[Collection entries]
..........

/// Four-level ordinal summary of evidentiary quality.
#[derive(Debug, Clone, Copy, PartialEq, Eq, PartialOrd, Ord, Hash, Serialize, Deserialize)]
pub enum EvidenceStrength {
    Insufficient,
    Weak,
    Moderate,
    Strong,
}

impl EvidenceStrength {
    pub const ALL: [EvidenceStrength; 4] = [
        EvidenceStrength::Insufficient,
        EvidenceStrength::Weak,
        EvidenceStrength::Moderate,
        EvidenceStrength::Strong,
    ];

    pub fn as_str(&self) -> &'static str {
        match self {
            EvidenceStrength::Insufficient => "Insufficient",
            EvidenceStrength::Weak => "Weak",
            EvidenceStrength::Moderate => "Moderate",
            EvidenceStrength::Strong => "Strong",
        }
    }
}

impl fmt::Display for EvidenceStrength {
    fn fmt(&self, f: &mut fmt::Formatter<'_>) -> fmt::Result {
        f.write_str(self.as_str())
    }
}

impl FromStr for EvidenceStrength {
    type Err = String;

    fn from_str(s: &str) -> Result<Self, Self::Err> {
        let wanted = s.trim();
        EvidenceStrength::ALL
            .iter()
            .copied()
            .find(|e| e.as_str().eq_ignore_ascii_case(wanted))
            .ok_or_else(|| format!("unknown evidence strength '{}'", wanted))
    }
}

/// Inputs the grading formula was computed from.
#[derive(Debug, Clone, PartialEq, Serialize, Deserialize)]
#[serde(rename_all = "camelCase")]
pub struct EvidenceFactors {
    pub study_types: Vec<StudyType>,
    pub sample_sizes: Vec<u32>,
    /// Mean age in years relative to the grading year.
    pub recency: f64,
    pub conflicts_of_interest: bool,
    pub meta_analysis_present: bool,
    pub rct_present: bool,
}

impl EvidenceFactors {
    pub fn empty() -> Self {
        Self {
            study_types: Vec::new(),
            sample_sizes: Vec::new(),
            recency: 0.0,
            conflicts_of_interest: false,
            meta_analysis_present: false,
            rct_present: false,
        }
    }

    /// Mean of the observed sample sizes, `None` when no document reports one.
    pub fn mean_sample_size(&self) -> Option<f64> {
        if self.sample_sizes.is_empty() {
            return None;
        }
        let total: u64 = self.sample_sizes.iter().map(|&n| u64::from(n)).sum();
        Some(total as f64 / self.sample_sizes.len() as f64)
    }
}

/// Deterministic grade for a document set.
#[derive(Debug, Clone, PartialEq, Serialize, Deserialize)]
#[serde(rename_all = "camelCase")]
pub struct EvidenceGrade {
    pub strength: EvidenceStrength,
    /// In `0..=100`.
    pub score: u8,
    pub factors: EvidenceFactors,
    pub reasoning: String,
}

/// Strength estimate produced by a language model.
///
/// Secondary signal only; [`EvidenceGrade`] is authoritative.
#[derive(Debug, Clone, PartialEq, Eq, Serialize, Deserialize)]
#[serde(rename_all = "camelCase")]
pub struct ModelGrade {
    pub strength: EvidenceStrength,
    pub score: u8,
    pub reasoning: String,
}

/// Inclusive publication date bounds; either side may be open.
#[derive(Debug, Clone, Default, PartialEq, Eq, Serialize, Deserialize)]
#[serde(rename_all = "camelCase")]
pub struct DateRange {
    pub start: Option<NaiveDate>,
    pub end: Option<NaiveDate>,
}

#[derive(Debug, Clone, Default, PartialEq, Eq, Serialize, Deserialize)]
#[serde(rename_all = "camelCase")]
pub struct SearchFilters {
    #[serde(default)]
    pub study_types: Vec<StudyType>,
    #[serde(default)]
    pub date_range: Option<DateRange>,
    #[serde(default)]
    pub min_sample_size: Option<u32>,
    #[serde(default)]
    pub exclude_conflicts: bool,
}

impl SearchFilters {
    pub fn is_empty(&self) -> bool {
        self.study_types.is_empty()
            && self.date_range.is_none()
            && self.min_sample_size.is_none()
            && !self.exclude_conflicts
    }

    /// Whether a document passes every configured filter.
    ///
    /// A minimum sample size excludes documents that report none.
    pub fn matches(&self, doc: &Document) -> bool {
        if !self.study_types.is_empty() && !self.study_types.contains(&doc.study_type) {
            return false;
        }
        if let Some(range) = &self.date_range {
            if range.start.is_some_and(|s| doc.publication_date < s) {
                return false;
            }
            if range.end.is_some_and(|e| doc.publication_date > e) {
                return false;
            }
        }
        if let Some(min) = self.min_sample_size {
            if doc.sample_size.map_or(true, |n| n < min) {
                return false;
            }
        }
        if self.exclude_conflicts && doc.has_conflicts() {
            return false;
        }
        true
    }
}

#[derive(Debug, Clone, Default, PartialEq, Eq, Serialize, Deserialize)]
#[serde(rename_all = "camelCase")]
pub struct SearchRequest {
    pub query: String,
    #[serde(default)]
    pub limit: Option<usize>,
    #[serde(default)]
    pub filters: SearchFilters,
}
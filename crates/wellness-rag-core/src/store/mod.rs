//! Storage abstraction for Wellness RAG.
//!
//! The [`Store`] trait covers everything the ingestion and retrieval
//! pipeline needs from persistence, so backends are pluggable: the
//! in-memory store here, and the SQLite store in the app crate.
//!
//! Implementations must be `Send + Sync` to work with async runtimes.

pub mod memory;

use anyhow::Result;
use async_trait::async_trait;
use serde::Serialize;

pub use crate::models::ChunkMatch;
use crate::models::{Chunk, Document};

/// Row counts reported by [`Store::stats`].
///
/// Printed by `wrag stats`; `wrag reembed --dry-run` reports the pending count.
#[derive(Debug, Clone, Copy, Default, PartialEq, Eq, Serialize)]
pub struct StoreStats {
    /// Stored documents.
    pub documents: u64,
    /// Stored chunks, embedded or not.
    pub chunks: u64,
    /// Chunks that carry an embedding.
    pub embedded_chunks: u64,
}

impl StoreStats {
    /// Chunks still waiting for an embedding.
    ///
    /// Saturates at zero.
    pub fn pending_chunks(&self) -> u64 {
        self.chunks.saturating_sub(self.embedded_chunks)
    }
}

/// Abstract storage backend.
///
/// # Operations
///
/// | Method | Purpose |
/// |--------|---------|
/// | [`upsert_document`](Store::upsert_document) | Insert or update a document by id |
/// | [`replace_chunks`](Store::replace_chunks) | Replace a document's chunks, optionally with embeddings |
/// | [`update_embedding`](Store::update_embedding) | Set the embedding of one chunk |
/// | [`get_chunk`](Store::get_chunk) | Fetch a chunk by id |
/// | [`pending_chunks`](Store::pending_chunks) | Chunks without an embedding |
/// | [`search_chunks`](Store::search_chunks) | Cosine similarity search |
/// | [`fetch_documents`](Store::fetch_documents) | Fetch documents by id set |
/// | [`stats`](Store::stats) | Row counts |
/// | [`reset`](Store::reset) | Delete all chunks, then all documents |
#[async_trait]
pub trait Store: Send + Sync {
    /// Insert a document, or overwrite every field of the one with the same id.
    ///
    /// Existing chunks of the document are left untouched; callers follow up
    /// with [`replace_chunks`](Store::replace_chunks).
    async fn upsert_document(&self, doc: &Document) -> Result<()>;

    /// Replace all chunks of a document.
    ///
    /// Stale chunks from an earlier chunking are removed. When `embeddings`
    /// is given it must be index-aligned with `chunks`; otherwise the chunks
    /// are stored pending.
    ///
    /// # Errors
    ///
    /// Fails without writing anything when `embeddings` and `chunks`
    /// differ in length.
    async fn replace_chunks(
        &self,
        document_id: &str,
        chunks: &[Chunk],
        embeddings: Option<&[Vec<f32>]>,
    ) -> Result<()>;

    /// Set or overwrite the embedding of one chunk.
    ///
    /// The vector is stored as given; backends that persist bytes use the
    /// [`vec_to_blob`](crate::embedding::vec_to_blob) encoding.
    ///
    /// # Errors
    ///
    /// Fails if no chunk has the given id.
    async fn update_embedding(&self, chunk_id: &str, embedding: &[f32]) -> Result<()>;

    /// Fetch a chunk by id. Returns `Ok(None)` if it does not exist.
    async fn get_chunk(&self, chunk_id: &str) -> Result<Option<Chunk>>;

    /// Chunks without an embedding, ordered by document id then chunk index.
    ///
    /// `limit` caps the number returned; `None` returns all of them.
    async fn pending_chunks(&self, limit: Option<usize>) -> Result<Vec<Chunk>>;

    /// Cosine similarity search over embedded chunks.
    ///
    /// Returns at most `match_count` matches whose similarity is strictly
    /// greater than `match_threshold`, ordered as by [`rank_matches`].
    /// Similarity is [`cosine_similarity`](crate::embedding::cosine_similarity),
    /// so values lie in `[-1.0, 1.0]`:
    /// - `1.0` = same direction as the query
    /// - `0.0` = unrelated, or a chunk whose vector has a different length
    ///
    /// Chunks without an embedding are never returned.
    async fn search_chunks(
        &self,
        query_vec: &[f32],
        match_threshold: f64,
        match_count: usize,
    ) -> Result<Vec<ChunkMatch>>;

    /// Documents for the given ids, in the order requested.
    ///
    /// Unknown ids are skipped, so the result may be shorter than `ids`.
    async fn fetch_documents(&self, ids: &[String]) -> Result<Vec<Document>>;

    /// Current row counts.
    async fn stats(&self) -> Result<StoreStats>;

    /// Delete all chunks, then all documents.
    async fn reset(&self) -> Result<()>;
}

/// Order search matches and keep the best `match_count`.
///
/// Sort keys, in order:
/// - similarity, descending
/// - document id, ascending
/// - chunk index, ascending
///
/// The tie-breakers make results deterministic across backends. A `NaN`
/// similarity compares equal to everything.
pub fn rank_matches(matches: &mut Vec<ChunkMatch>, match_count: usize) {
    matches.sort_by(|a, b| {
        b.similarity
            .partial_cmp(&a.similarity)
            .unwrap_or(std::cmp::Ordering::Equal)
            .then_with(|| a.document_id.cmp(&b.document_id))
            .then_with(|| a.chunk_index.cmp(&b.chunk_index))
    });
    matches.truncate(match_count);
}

..........

* **Problem description**
Transcribe the records above exactly, beginning at the line that contains "with embeddings |" and ending with the line that contains "chunk by id |", both included, and nothing else.

* **Written solution**
/// | [`replace_chunks`](Store::replace_chunks) | Replace a document's chunks, optionally with embeddings |
/// | [`update_embedding`](Store::update_embedding) | Set the embedding of one chunk |
/// | [`get_chunk`](Store::get_chunk) | Fetch a chunk by id |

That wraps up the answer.